Available data:
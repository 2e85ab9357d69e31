//! Device storage operations: SD card and internal (SPIFFS) files.
//!
//! SD responses are multi-part and out-of-band: the device answers `sd_ls`
//! and `sd_cat` with a run of marked frames closed by `SD_END:`, routed
//! here through the link's SD event channel.  Internal-filesystem commands
//! answer on the ordinary request/reply queue.

use std::sync::Arc;
use std::time::Duration;

use duckwire_core::protocol::chunk::chunk_payload;
use duckwire_core::protocol::command::Command;
use thiserror::Error;
use tokio::sync::{mpsc, Mutex};
use tracing::{debug, info};

use crate::domain::config::ClientConfig;
use crate::infrastructure::link::{DeviceLink, LinkError, SdEvent};

use super::streamer::{ChunkStreamer, StreamError};

/// Name the staged internal save writes before the atomic rename.
const SPIFFS_STAGING_FILE: &str = "/temporary_script";

#[derive(Debug, Clone, PartialEq, Eq, Error)]
pub enum StorageError {
    #[error(transparent)]
    Link(#[from] LinkError),

    #[error(transparent)]
    Stream(#[from] StreamError),

    /// A multi-part response stalled before its end marker.
    #[error("device response timed out after {0:?}")]
    ResponseTimeout(Duration),

    /// The SD event channel closed mid-response (connection lost).
    #[error("device connection lost mid-response")]
    ConnectionLost,
}

/// One SD-card directory entry.
#[derive(Debug, Clone, PartialEq, Eq)]
pub struct SdFileEntry {
    pub name: String,
    pub size: u64,
}

/// Parses one `SD_LS:` line.  Prompt echoes (`>`), comments (`#`), and
/// blank lines are noise and yield `None`.
pub fn parse_listing_line(line: &str) -> Option<SdFileEntry> {
    let line = line.trim();
    if line.is_empty() || line.starts_with('>') || line.starts_with('#') {
        return None;
    }
    match line.rsplit_once(',') {
        Some((name, size)) => Some(SdFileEntry {
            name: name.to_string(),
            size: size.trim().parse().unwrap_or(0),
        }),
        None => Some(SdFileEntry {
            name: line.to_string(),
            size: 0,
        }),
    }
}

/// SD-card and internal-filesystem operations over a device link.
///
/// Owns the link's single SD event receiver, so one storage instance
/// exists per connection and its multi-part reads are serialized by the
/// receiver mutex.
pub struct DeviceStorage {
    link: Arc<dyn DeviceLink>,
    streamer: ChunkStreamer,
    events: Mutex<mpsc::UnboundedReceiver<SdEvent>>,
    config: ClientConfig,
}

impl DeviceStorage {
    pub fn new(
        link: Arc<dyn DeviceLink>,
        events: mpsc::UnboundedReceiver<SdEvent>,
        config: ClientConfig,
    ) -> Self {
        Self {
            streamer: ChunkStreamer::new(Arc::clone(&link)),
            link,
            events: Mutex::new(events),
            config,
        }
    }

    /// Lists the SD card's files.
    pub async fn sd_list(&self) -> Result<Vec<SdFileEntry>, StorageError> {
        let mut events = self.events.lock().await;
        self.link.send(Command::SdLs)?;

        let mut entries = Vec::new();
        loop {
            match self.next_event(&mut events).await? {
                SdEvent::List(line) => entries.extend(parse_listing_line(&line)),
                SdEvent::End => break,
                SdEvent::Data(_) => {}
            }
        }
        debug!(count = entries.len(), "sd listing complete");
        Ok(entries)
    }

    /// Reads an SD-card file.  The device streams the content line by
    /// line; the transport strips each line's terminator, so lines are
    /// rejoined here.
    pub async fn sd_read(&self, file: &str) -> Result<String, StorageError> {
        let mut events = self.events.lock().await;
        self.link.send(Command::SdCat { file: file.into() })?;

        let mut lines = Vec::new();
        loop {
            match self.next_event(&mut events).await? {
                SdEvent::Data(block) => lines.push(block),
                SdEvent::End => break,
                SdEvent::List(_) => {}
            }
        }
        debug!(file, lines = lines.len(), "sd read complete");
        Ok(lines.join("\n"))
    }

    /// Writes an SD-card file through the ack-gated chunk stream.
    pub async fn sd_write(&self, file: &str, content: &[u8]) -> Result<(), StorageError> {
        self.streamer
            .write_file(file, content, &self.config.file_policy())
            .await?;
        Ok(())
    }

    pub fn sd_run(&self, file: &str) -> Result<(), LinkError> {
        info!(file, "running sd script");
        self.link.send(Command::SdRun { file: file.into() })
    }

    pub fn sd_stop_run(&self) -> Result<(), LinkError> {
        self.link.send_priority(Command::SdStopRun)
    }

    pub fn sd_remove(&self, file: &str) -> Result<(), LinkError> {
        self.link.send(Command::SdRm { file: file.into() })
    }

    /// Lists internal files.  The device answers with one formatted block
    /// on the reply queue.
    pub async fn spiffs_list(&self) -> Result<String, LinkError> {
        self.link.request(Command::Ls).await
    }

    /// Saves an internal file atomically.
    ///
    /// Content is streamed into a staging file which replaces the target
    /// only once fully written, so an interrupted save never leaves a
    /// truncated script where a complete one used to be.
    pub async fn spiffs_save(&self, file: &str, content: &[u8]) -> Result<(), StorageError> {
        info!(file, bytes = content.len(), "saving internal file");
        let staging = SPIFFS_STAGING_FILE;

        self.link.send(Command::Remove { file: staging.into() })?;
        self.link.send(Command::Create { file: staging.into() })?;
        self.link.send(Command::Stream { file: staging.into() })?;
        for chunk in chunk_payload(content, self.config.spiffs_chunk_size) {
            self.link.send(Command::RawData(chunk.data.to_vec()))?;
        }
        self.link.send(Command::Close)?;

        self.link.send(Command::Remove { file: file.into() })?;
        self.link.send(Command::Rename {
            from: staging.into(),
            to: file.into(),
        })?;
        Ok(())
    }

    pub fn spiffs_run(&self, file: &str) -> Result<(), LinkError> {
        info!(file, "running internal script");
        self.link.send(Command::Run { file: file.into() })
    }

    pub fn spiffs_stop(&self, file: Option<&str>) -> Result<(), LinkError> {
        self.link.send_priority(Command::Stop {
            file: file.map(|f| f.to_string()),
        })
    }

    pub fn spiffs_remove(&self, file: &str) -> Result<(), LinkError> {
        self.link.send(Command::Remove { file: file.into() })
    }

    pub fn spiffs_format(&self) -> Result<(), LinkError> {
        self.link.send(Command::Format)
    }

    pub fn set_autorun(&self, file: &str) -> Result<(), LinkError> {
        self.link.send(Command::SetAutorun { file: file.into() })
    }

    async fn next_event(
        &self,
        events: &mut mpsc::UnboundedReceiver<SdEvent>,
    ) -> Result<SdEvent, StorageError> {
        let timeout = self.config.ack_timeout;
        match tokio::time::timeout(timeout, events.recv()).await {
            Ok(Some(event)) => Ok(event),
            Ok(None) => Err(StorageError::ConnectionLost),
            Err(_) => Err(StorageError::ResponseTimeout(timeout)),
        }
    }
}

// ───────────────────────────── Tests ─────────────────────────────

Exercise details:
The reply should hold only the lines of the listing above starting at the line containing "use crate::domain::config::ClientConfig;" and ending at the line containing "None => Some(SdFileEntry", exactly as written.

Solution to this problem:
use crate::domain::config::ClientConfig;
use crate::infrastructure::link::{DeviceLink, LinkError, SdEvent};

use super::streamer::{ChunkStreamer, StreamError};

/// Name the staged internal save writes before the atomic rename.
const SPIFFS_STAGING_FILE: &str = "/temporary_script";

#[derive(Debug, Clone, PartialEq, Eq, Error)]
pub enum StorageError {
    #[error(transparent)]
    Link(#[from] LinkError),

    #[error(transparent)]
    Stream(#[from] StreamError),

    /// A multi-part response stalled before its end marker.
    #[error("device response timed out after {0:?}")]
    ResponseTimeout(Duration),

    /// The SD event channel closed mid-response (connection lost).
    #[error("device connection lost mid-response")]
    ConnectionLost,
}

/// One SD-card directory entry.
#[derive(Debug, Clone, PartialEq, Eq)]
pub struct SdFileEntry {
    pub name: String,
    pub size: u64,
}

/// Parses one `SD_LS:` line.  Prompt echoes (`>`), comments (`#`), and
/// blank lines are noise and yield `None`.
pub fn parse_listing_line(line: &str) -> Option<SdFileEntry> {
    let line = line.trim();
    if line.is_empty() || line.starts_with('>') || line.starts_with('#') {
        return None;
    }
    match line.rsplit_once(',') {
        Some((name, size)) => Some(SdFileEntry {
            name: name.to_string(),
            size: size.trim().parse().unwrap_or(0),
        }),
        None => Some(SdFileEntry {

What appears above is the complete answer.